Transocean Marianas was an Earl & Wright Sedco 700 design semi-submersible platform drilling unit capable of operating in harsh environments and water depths up to 7000 ft using a 18.75 in, 15,000 psi blowout preventer (BOP), and a 21 in outside diameter (OD) marine riser.

Transocean Marianas has operated under several names: Tharos from 1979 to 1994, Polyportia from 1994 to 1996, and P. Portia from 1996 to 1998.

On October 7, 2009, it began drilling on the Macondo well in the Gulf of Mexico. On November 9, 2009. it was damaged by Hurricane Ida. It was subsequently replaced by the Deepwater Horizon, which was responsible for the Deepwater Horizon oil spill when that rig exploded on April 20, 2010.

==Piper Alpha incident==
In 1988, as Tharos, the vessel operated by Occidental Consortium as a large firefighting, construction, diving support and accommodation vessel equipped with a helicopter and a hospital ship with 22 beds, that rescued survivors from the Piper Alpha oil platform disaster.

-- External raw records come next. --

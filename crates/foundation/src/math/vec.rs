#[derive(Debug, Copy, Clone, PartialEq)]
pub struct Vec3 {
    pub x: f64,
    pub y: f64,
    pub z: f64,
}

impl Vec3 {
    pub const ZERO: Vec3 = Vec3::new(0.0, 0.0, 0.0);

    pub const fn new(x: f64, y: f64, z: f64) -> Self {
        Self { x, y, z }
    }

    pub fn dot(self, other: Self) -> f64 {
        self.x * other.x + self.y * other.y + self.z * other.z
    }

    pub fn scale(self, s: f64) -> Self {
        Self::new(self.x * s, self.y * s, self.z * s)
    }

    pub fn length(self) -> f64 {
        self.dot(self).sqrt()
    }

    pub fn normalize(self) -> Self {
        let n = self.length();
        if n > 1e-10 { self.scale(1.0 / n) } else { Self::ZERO }
    }

    /// Rotate about the Y axis (yaw), then the X axis (pitch).
    pub fn rotate_yaw_pitch(self, yaw_rad: f64, pitch_rad: f64) -> Self {
        let (sy, cy) = yaw_rad.sin_cos();
        let x = self.x * cy + self.z * sy;
        let z = -self.x * sy + self.z * cy;

        let (sp, cp) = pitch_rad.sin_cos();
        let y = self.y * cp - z * sp;
        let z = self.y * sp + z * cp;
        Self::new(x, y, z)
    }
}

impl std::ops::Add for Vec3 {
    type Output = Self;

    fn add(self, other: Self) -> Self::Output {
        Self::new(self.x + other.x, self.y + other.y, self.z + other.z)
    }
}

impl std::ops::Sub for Vec3 {
    type Output = Self;

    fn sub(self, other: Self) -> Self::Output {
        Self::new(self.x - other.x, self.y - other.y, self.z - other.z)
    }
}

The vessel carried out firefighting on the night of the disaster and supported the fire fighting and well kill operations that led to the extinguishing of the blaze. However, flaws in the design of the vessel's extensible rescue arm prevented it from rescuing crew from the platform, while errors in the operation of the water cannon delayed their use. Divers from Tharos recovered many bodies from the seabed and from the galley area of Piper Alpha. Thaross role in the early hours of the disaster was shown in the 1990 Scottish Television series Rescue.

==2011 Ghana incident==
On July 6, 2011, Transocean Marianas was evacuated due to taking on water off the coast of Ghana.

==Disposal==
In September 2017 Transocean announced that Transocean Marianas, along with five other laid up rigs, would be retired and disposed of for recycling.